2.5. Hydrolytic Degradation

The hydrolytic degradation essays for PBS and PBSxSSy samples were carried out in parallel using three different buffer solutions: citric acid (pH 4.0), sodium phosphate (pH 7.4) and sodium carbonate buffer (pH 10) at 37 °C. The films were prepared by hot pressing at a temperature just below the melting point of the polymer. They were cut into 7 × 7 × 0.20 mm pieces. Samples were immersed in 10 mL of each buffer for 8 weeks. After a fixed period of time the samples were picked out and washed with distilled water and dried in a vacuum oven at room temperature to constant weight and finally analyzed by Gel Permeation Chromatography (GPC). For NMR spectroscopy analysis samples of about 30 mg weight were immersed in NMR tubes containing the corresponding buffer in D2O, and incubated under the same conditions. Both the products released to the incubating medium as well as the residue left after incubation were subjected to NMR analysis.

3. Results and Discussion

3.1. Synthesis and Chemical Structure of PBSxSSy Copolyesters

The synthesis pathway leading to the PBSxSSy ionomers is shown in Scheme 1. The procedure consists of two successive steps, the first one is an esterification/transesterification reaction leading to low molecular weight oligomers, and the second one is the polycondensation of the oligomers formed in the previous step to render the final copolyesters.

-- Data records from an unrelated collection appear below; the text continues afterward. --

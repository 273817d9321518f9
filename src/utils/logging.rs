//! Logging setup for the binary.

use tracing_subscriber::{fmt, EnvFilter};

/// Install a global `fmt` subscriber.
///
/// `RUST_LOG` wins over `default_filter` when set. Calling this twice is a
/// no-op for the second call.
pub fn init_logging(default_filter: &str) {
    let filter = EnvFilter::try_from_default_env()
        .unwrap_or_else(|_| EnvFilter::new(default_filter));

    let _ = fmt()
        .with_env_filter(filter)
        .with_target(false)
        .with_writer(std::io::stderr)
        .try_init();
}
//! Displacement and bore/stroke geometry.

use serde::{Deserialize, Serialize};
use std::f64::consts::PI;
use tracing::debug;

use crate::error::{CoreError, Result};

/// Lower bound (inclusive) of the medium-stroke band.
pub const MEDIUM_STROKE_MIN: f64 = 0.5;
/// Lower bound (inclusive) of the oversquare band.
pub const OVERSQUARE_MIN: f64 = 0.8;

/// Engine geometry bands derived from the radius/stroke ratio.
#[derive(Debug, Clone, Copy, PartialEq, Eq, Hash, Serialize, Deserialize)]
#[serde(rename_all = "snake_case")]
pub enum EngineClass {
    /// ratio < 0.5
    LongStroke,
    /// 0.5 <= ratio < 0.8
    MediumStroke,
    /// ratio >= 0.8
    ShortStroke,
}

impl EngineClass {
    pub fn label(&self) -> &'static str {
        match self {
            EngineClass::LongStroke => "undersquare/long-stroke",
            EngineClass::MediumStroke => "medium-stroke",
            EngineClass::ShortStroke => "oversquare/short-stroke",
        }
    }

    /// Label as shown on the Portuguese calculator page.
    pub fn label_pt(&self) -> &'static str {
        match self {
            EngineClass::LongStroke => "Motor Supercurso (Stroke)",
            EngineClass::MediumStroke => "Motor Curso Médio",
            EngineClass::ShortStroke => "Motor Curto (Oversquare)",
        }
    }
}

impl std::fmt::Display for EngineClass {
    fn fmt(&self, f: &mut std::fmt::Formatter<'_>) -> std::fmt::Result {
        write!(f, "{}", self.label())
    }
}

fn round_to(value: f64, decimals: i32) -> f64 {
    let factor = 10f64.powi(decimals);
    (value * factor).round() / factor
}

fn require_positive(name: &'static str, value: f64) -> Result<f64> {
    if value.is_finite() && value > 0.0 {
        Ok(value)
    } else {
        Err(CoreError::invalid(name, value))
    }
}

/// Total swept volume in cubic centimetres, rounded to 2 decimals.
///
/// `bore` and `stroke` are in millimetres. No upper bound is enforced here.
pub fn compute_displacement(bore: f64, stroke: f64, cylinders: u32) -> Result<f64> {
    let bore = require_positive("bore", bore)?;
    let stroke = require_positive("stroke", stroke)?;
    if cylinders == 0 {
        return Err(CoreError::invalid("cylinders", 0.0));
    }

    let radius = bore / 2.0;
    let cylinder_volume = PI * radius.powi(2) * stroke;
    let total_cc = cylinder_volume * f64::from(cylinders) / 1000.0;
    if !total_cc.is_finite() {
        return Err(CoreError::invalid("displacement", total_cc));
    }
    let rounded = round_to(total_cc, 2);

    debug!(bore, stroke, cylinders, displacement_cc = rounded, "computed displacement");
    Ok(rounded)
}

/// Half-bore divided by stroke, rounded to 3 decimals.
pub fn compute_ratio(bore: f64, stroke: f64) -> Result<f64> {
    let bore = require_positive("bore", bore)?;
    let stroke = require_positive("stroke", stroke)?;
    let ratio = (bore / 2.0) / stroke;
    if !ratio.is_finite() {
        return Err(CoreError::invalid("ratio", ratio));
    }
    Ok(round_to(ratio, 3))
}

/// Maps a ratio onto its geometry band. Bands are half-open on the right.
pub fn classify(ratio: f64) -> Result<EngineClass> {
    if !ratio.is_finite() {
        return Err(CoreError::invalid("ratio", ratio));
    }

    let class = if ratio < MEDIUM_STROKE_MIN {
        EngineClass::LongStroke
    } else if ratio < OVERSQUARE_MIN {
        EngineClass::MediumStroke
    } else {
        EngineClass::ShortStroke
    };
    Ok(class)
}
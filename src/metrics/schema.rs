//! Canonical columns of the monthly metrics table and the mapping from the
//! caller's header text onto them.

use serde::{Deserialize, Serialize};

use crate::error::{CoreError, Result};

/// The seven required columns, in canonical order.
#[derive(Debug, Clone, Copy, PartialEq, Eq, Hash, Serialize, Deserialize)]
pub enum Column {
    Month,
    EngagedAccounts,
    Followers,
    Reach,
    Interactions,
    Likes,
    Comments,
}

impl Column {
    pub const ALL: [Column; 7] = [
        Column::Month,
        Column::EngagedAccounts,
        Column::Followers,
        Column::Reach,
        Column::Interactions,
        Column::Likes,
        Column::Comments,
    ];

    pub fn canonical_name(&self) -> &'static str {
        match self {
            Column::Month => "Month",
            Column::EngagedAccounts => "EngagedAccounts",
            Column::Followers => "Followers",
            Column::Reach => "Reach",
            Column::Interactions => "Interactions",
            Column::Likes => "Likes",
            Column::Comments => "Comments",
        }
    }
}

/// The six numeric measures of a row.
#[derive(Debug, Clone, Copy, PartialEq, Eq, Hash, Serialize, Deserialize)]
pub enum Measure {
    EngagedAccounts,
    Followers,
    Reach,
    Interactions,
    Likes,
    Comments,
}

impl Measure {
    pub const ALL: [Measure; 6] = [
        Measure::EngagedAccounts,
        Measure::Followers,
        Measure::Reach,
        Measure::Interactions,
        Measure::Likes,
        Measure::Comments,
    ];

    pub fn column(&self) -> Column {
        match self {
            Measure::EngagedAccounts => Column::EngagedAccounts,
            Measure::Followers => Column::Followers,
            Measure::Reach => Column::Reach,
            Measure::Interactions => Column::Interactions,
            Measure::Likes => Column::Likes,
            Measure::Comments => Column::Comments,
        }
    }
}

/// Header text used for each canonical column in the caller's data.
#[derive(Debug, Clone, PartialEq, Eq, Serialize, Deserialize)]
pub struct ColumnMapping {
    pub month: String,
    pub engaged_accounts: String,
    pub followers: String,
    pub reach: String,
    pub interactions: String,
    pub likes: String,
    pub comments: String,
}

impl ColumnMapping {
    /// Headers used by the Portuguese dashboards.
    pub fn portuguese() -> Self {
        Self {
            month: "Mês".to_string(),
            engaged_accounts: "Contas com Engajamento".to_string(),
            followers: "Seguidores".to_string(),
            reach: "Alcance".to_string(),
            interactions: "Interações".to_string(),
            likes: "Curtidas".to_string(),
            comments: "Comentários".to_string(),
        }
    }

    pub fn header_for(&self, column: Column) -> &str {
        match column {
            Column::Month => &self.month,
            Column::EngagedAccounts => &self.engaged_accounts,
            Column::Followers => &self.followers,
            Column::Reach => &self.reach,
            Column::Interactions => &self.interactions,
            Column::Likes => &self.likes,
            Column::Comments => &self.comments,
        }
    }

    /// Header row in canonical column order.
    pub fn headers(&self) -> Vec<&str> {
        Column::ALL.iter().map(|c| self.header_for(*c)).collect()
    }

    /// Reject mappings where two columns share a header. Compared the way
    /// [`locate`](Self::locate) matches: trimmed and case-insensitive.
    pub fn validate(&self) -> Result<()> {
        let mut seen: Vec<String> = Vec::with_capacity(Column::ALL.len());
        for column in Column::ALL {
            let header = self.header_for(column).trim().to_lowercase();
            if seen.contains(&header) {
                return Err(CoreError::DuplicateHeader(self.header_for(column).trim().to_string()));
            }
            seen.push(header);
        }
        Ok(())
    }

    /// Position of each canonical column within `header`, or the canonical
    /// names of the columns that could not be found.
    ///
    /// Matching ignores surrounding whitespace and letter case.
    pub fn locate<S: AsRef<str>>(&self, header: &[S]) -> std::result::Result<[usize; 7], Vec<String>> {
        let mut positions = [0usize; 7];
        let mut missing = Vec::new();

        for (slot, column) in Column::ALL.iter().enumerate() {
            let wanted = self.header_for(*column).trim().to_lowercase();
            match header
                .iter()
                .position(|h| h.as_ref().trim().trim_start_matches('\u{feff}').to_lowercase() == wanted)
            {
                Some(idx) => positions[slot] = idx,
                None => missing.push(column.canonical_name().to_string()),
            }
        }

        if missing.is_empty() {
            Ok(positions)
        } else {
            Err(missing)
        }
    }
}

impl Default for ColumnMapping {
    fn default() -> Self {
        Self {
            month: Column::Month.canonical_name().to_string(),
            engaged_accounts: Column::EngagedAccounts.canonical_name().to_string(),
            followers: Column::Followers.canonical_name().to_string(),
            reach: Column::Reach.canonical_name().to_string(),
            interactions: Column::Interactions.canonical_name().to_string(),
            likes: Column::Likes.canonical_name().to_string(),
            comments: Column::Comments.canonical_name().to_string(),
        }
    }
}

#[cfg(test)]
mod tests {
    use super::*;

    #[test]
    fn test_locate_reordered_header() {
        let header = ["Comments", "month", " Reach ", "Likes", "Followers", "Interactions", "EngagedAccounts"];
        let positions = ColumnMapping::default().locate(&header[..]).unwrap();
        assert_eq!(positions, [1, 6, 4, 2, 5, 3, 0]);
    }

    #[test]
    fn test_locate_reports_missing_in_canonical_order() {
        let header = ["Month", "Followers", "Reach", "Interactions"];
        let missing = ColumnMapping::default().locate(&header[..]).unwrap_err();
        assert_eq!(missing, vec!["EngagedAccounts", "Likes", "Comments"]);
    }

    #[test]
    fn test_validate_rejects_shared_header() {
        assert_eq!(ColumnMapping::default().validate(), Ok(()));
        assert_eq!(ColumnMapping::portuguese().validate(), Ok(()));

        let mapping = ColumnMapping {
            likes: " reach".to_string(),
            ..ColumnMapping::default()
        };
        assert_eq!(mapping.validate(), Err(CoreError::DuplicateHeader("reach".to_string())));
    }

    #[test]
    fn test_portuguese_mapping() {
        let mapping = ColumnMapping::portuguese();
        let header = mapping.headers();
        assert_eq!(header[0], "Mês");
        assert!(mapping.locate(&header[..]).is_ok());
    }
}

The first step was carried out at 170 °C with removal of the released water and methanol and the second one was carried out at higher temperatures under high vacuum to accelerate the transesterification reaction and to unbalance the equilibrium towards the formation of high molecular weight polymers by releasing of the excess of BD. The maximum temperature applied was in all cases 190 °C because the β-elimination reaction of SS units with releasing of NaHSO3 and concomitant generation of fumarate units started to happen above this temperature.
Scheme 1. Polymerization reactions leading to homopolyesters and PBSxSSy copolyesters.
Scheme 1. Polymerization reactions leading to homopolyesters and PBSxSSy copolyesters.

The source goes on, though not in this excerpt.